**EXERCISE BRIEF**
Every line below between the line holding "the weekly tracker." and the line holding "impl Default for", inclusive, should be repeated exactly, and all other lines omitted.
== WORKING DATA
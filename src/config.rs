//! Dashboard targets used to colour the KPI cards and the weekly tracker.

use serde::Serialize;

/// Goals the dashboard measures progress against.
#[derive(Debug, Clone, Copy, PartialEq, Serialize)]
pub struct DashboardTargets {
    /// Applications wanted per ISO week.
    pub weekly_goal: usize,
    /// Applications wanted per 30-day month.
    pub monthly_goal: f64,
    pub good_fit_score: f64,
    pub good_interest_score: f64,
}

impl Default for DashboardTargets {
    fn default() -> Self {
        Self {
            weekly_goal: 10,
            monthly_goal: 40.0,
            good_fit_score: 3.5,
            good_interest_score: 4.0,
        }
    }
}

impl DashboardTargets {
    pub fn fit_on_target(&self, avg_fit: Option<f64>) -> bool {
        avg_fit.is_some_and(|v| v >= self.good_fit_score)
    }

    pub fn interest_on_target(&self, avg_interest: Option<f64>) -> bool {
        avg_interest.is_some_and(|v| v >= self.good_interest_score)
    }

    pub fn pace_on_target(&self, avg_per_month: f64) -> bool {
        avg_per_month >= self.monthly_goal
    }

    /// Applications still missing this week, 0 once the goal is met.
    pub fn remaining_this_week(&self, submitted: usize) -> usize {
        self.weekly_goal.saturating_sub(submitted)
    }
}
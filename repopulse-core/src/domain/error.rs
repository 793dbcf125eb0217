// repopulse-core/src/domain/error.rs

use miette::Diagnostic;
use thiserror::Error;

#[derive(Error, Debug, Diagnostic)]
pub enum DomainError {
    #[error("Invalid rule catalog: {0}")]
    #[diagnostic(
        code(repopulse::domain::rules),
        help("Rule ids must be unique across the built-in catalog and rules.yml.")
    )]
    InvalidRuleCatalog(String),

    #[error("'{0}' is not a Git repository")]
    #[diagnostic(
        code(repopulse::domain::not_a_repository),
        help("Point --repo-dir at a directory containing a .git folder.")
    )]
    NotARepository(String),
}
// repopulse-core/src/application/insights.rs

use crate::application::ports::agent::InsightAgent;
use crate::domain::metrics::derived::DerivedMetrics;
use crate::domain::metrics::set::MetricSet;
use crate::domain::rules::warning::Warning;
use serde::{Deserialize, Serialize};

/// Narrative output of the language-model collaborator.
#[derive(Debug, Clone, Default, Serialize, Deserialize)]
pub struct InsightSet {
    #[serde(default)]
    pub summary: String,
    #[serde(default)]
    pub risks: Vec<String>,
    #[serde(default)]
    pub improvements: Vec<String>,
}

/// Everything the agent is allowed to see: the same facts the report
/// renders, nothing more.
#[derive(Debug, Clone, Serialize)]
pub struct ReportContext {
    pub repo_name: String,
    pub metrics: MetricSet,
    pub derived: DerivedMetrics,
    pub warnings: Vec<Warning>,
}

/// Insight generation never fails a report run: any agent error is logged
/// and the report simply ships without the insight section.
pub async fn generate_insights(
    agent: &dyn InsightAgent,
    context: &ReportContext,
) -> Option<InsightSet> {
    match agent.generate(context).await {
        Ok(insights) => Some(insights),
        Err(e) => {
            tracing::warn!(error = %e, "Insight generation failed, continuing without insights");
            None
        }
    }
}
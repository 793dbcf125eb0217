// repopulse-core/src/ports/mod.rs

pub mod runner;

pub use runner::{CommandOutput, CommandRunner};
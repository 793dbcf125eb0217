// repopulse/src/commands/report.rs
//
// USE CASE: Run the full analysis and write the report artifacts.

use std::path::PathBuf;

use anyhow::Context;
use repopulse_core::application::ports::agent::InsightAgent;
use repopulse_core::application::run_report;
use repopulse_core::infrastructure::adapters::openai::OpenAiAgent;
use repopulse_core::infrastructure::adapters::shell::ShellRunner;
use repopulse_core::infrastructure::config::{load_report_config, load_rule_catalog};
use repopulse_core::infrastructure::template::ReportTemplater;

pub async fn execute(repo_dir: PathBuf, no_insights: bool) -> anyhow::Result<()> {
    let start = std::time::Instant::now();

    // A. Load the Config (Infra)
    println!("⚙️  Loading configuration...");
    let config = load_report_config(&repo_dir)
        .with_context(|| format!("Failed to load configuration from {:?}", repo_dir))?;
    let catalog = load_rule_catalog(&repo_dir, &config)
        .with_context(|| "Failed to load the warning rule catalog")?;
    println!("   Project: {} ({} rules)", config.name, catalog.len());

    // B. Instantiate the Adapters
    let runner = ShellRunner::new();
    let templater = ReportTemplater::new();

    let agent: Option<OpenAiAgent> = if no_insights || !config.llm.enabled {
        None
    } else {
        match std::env::var("OPENAI_API_KEY") {
            Ok(key) if !key.is_empty() => {
                println!("   Insight model: {}", config.llm.model);
                Some(OpenAiAgent::new(key, &config.llm))
            }
            _ => {
                println!("   🔕 OPENAI_API_KEY not set, skipping insights");
                None
            }
        }
    };

    // C. Run the Pipeline (Application Layer)
    let result = run_report(
        &runner,
        agent.as_ref().map(|a| a as &dyn InsightAgent),
        &templater,
        &repo_dir,
        &config,
        &catalog,
    )
    .await;

    match result {
        Ok(outcome) => {
            println!("\n✨ SUCCESS! Report finished in {:.2?}", start.elapsed());
            println!("📁 Markdown: {}", outcome.markdown_path.display());
            println!("📁 JSON:     {}", outcome.json_path.display());

            println!("\n📊 Summary:");
            println!("   • Repository: {}", outcome.repo_name);
            println!("   • Metrics collected: {}", outcome.metrics_collected);
            println!("   • Collection errors: {}", outcome.collection_errors.len());
            println!("   • Warnings: {}", outcome.warnings.len());

            if !outcome.warnings.is_empty() {
                println!("\n⚠️  Warnings Found:");
                for warning in &outcome.warnings {
                    println!(
                        "   {} {}: {}",
                        warning.severity.icon(),
                        warning.severity.as_str().to_uppercase(),
                        warning.title
                    );
                }
            }
        }
        Err(e) => {
            eprintln!("\n💥 CRITICAL REPORT ERROR: {}", e);
            std::process::exit(1);
        }
    }

    Ok(())
}
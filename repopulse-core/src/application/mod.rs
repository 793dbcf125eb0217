// repopulse-core/src/application/mod.rs

pub mod insights;
pub mod ports;
pub mod render;
pub mod report;

// --- RE-EXPORTS (FACADE PATTERN) ---
// Lets the CLI do:
// `use repopulse_core::application::{run_report, MarkdownReporter};`
// without knowing the internal file layout.

pub use insights::{InsightSet, ReportContext, generate_insights};
pub use render::{MarkdownReporter, ReportArtifact};
pub use report::{ReportOutcome, run_report};
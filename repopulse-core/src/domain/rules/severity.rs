// repopulse-core/src/domain/rules/severity.rs

use serde::{Deserialize, Serialize};
use std::fmt;

#[derive(Debug, Deserialize, Serialize, Clone, Copy, PartialEq, Eq, PartialOrd, Ord, Default)]
#[serde(rename_all = "snake_case")]
pub enum Severity {
    #[default]
    Low,
    Medium,
    High,
}

impl Severity {
    pub fn as_str(&self) -> &'static str {
        match self {
            Self::Low => "low",
            Self::Medium => "medium",
            Self::High => "high",
        }
    }

    pub fn icon(&self) -> &'static str {
        match self {
            Self::Low => "🔵",
            Self::Medium => "🟡",
            Self::High => "🔴",
        }
    }
}

impl fmt::Display for Severity {
    fn fmt(&self, f: &mut fmt::Formatter<'_>) -> fmt::Result {
        write!(f, "{}", self.as_str())
    }
}

#[derive(Debug, Deserialize, Serialize, Clone, Copy, PartialEq, Eq, PartialOrd, Ord, Default)]
#[serde(rename_all = "snake_case")]
pub enum ActionPriority {
    #[default]
    Low,
    Medium,
    High,
}

impl ActionPriority {
    pub fn as_str(&self) -> &'static str {
        match self {
            Self::Low => "low",
            Self::Medium => "medium",
            Self::High => "high",
        }
    }
}

impl fmt::Display for ActionPriority {
    fn fmt(&self, f: &mut fmt::Formatter<'_>) -> fmt::Result {
        write!(f, "{}", self.as_str())
    }
}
====
**WORKED SOLUTION**
//! Dashboard targets used to colour the KPI cards and the weekly tracker.

use serde::Serialize;

/// Goals the dashboard measures progress against.
#[derive(Debug, Clone, Copy, PartialEq, Serialize)]
pub struct DashboardTargets {
    /// Applications wanted per ISO week.
    pub weekly_goal: usize,
    /// Applications wanted per 30-day month.
    pub monthly_goal: f64,
    pub good_fit_score: f64,
    pub good_interest_score: f64,
}

impl Default for DashboardTargets {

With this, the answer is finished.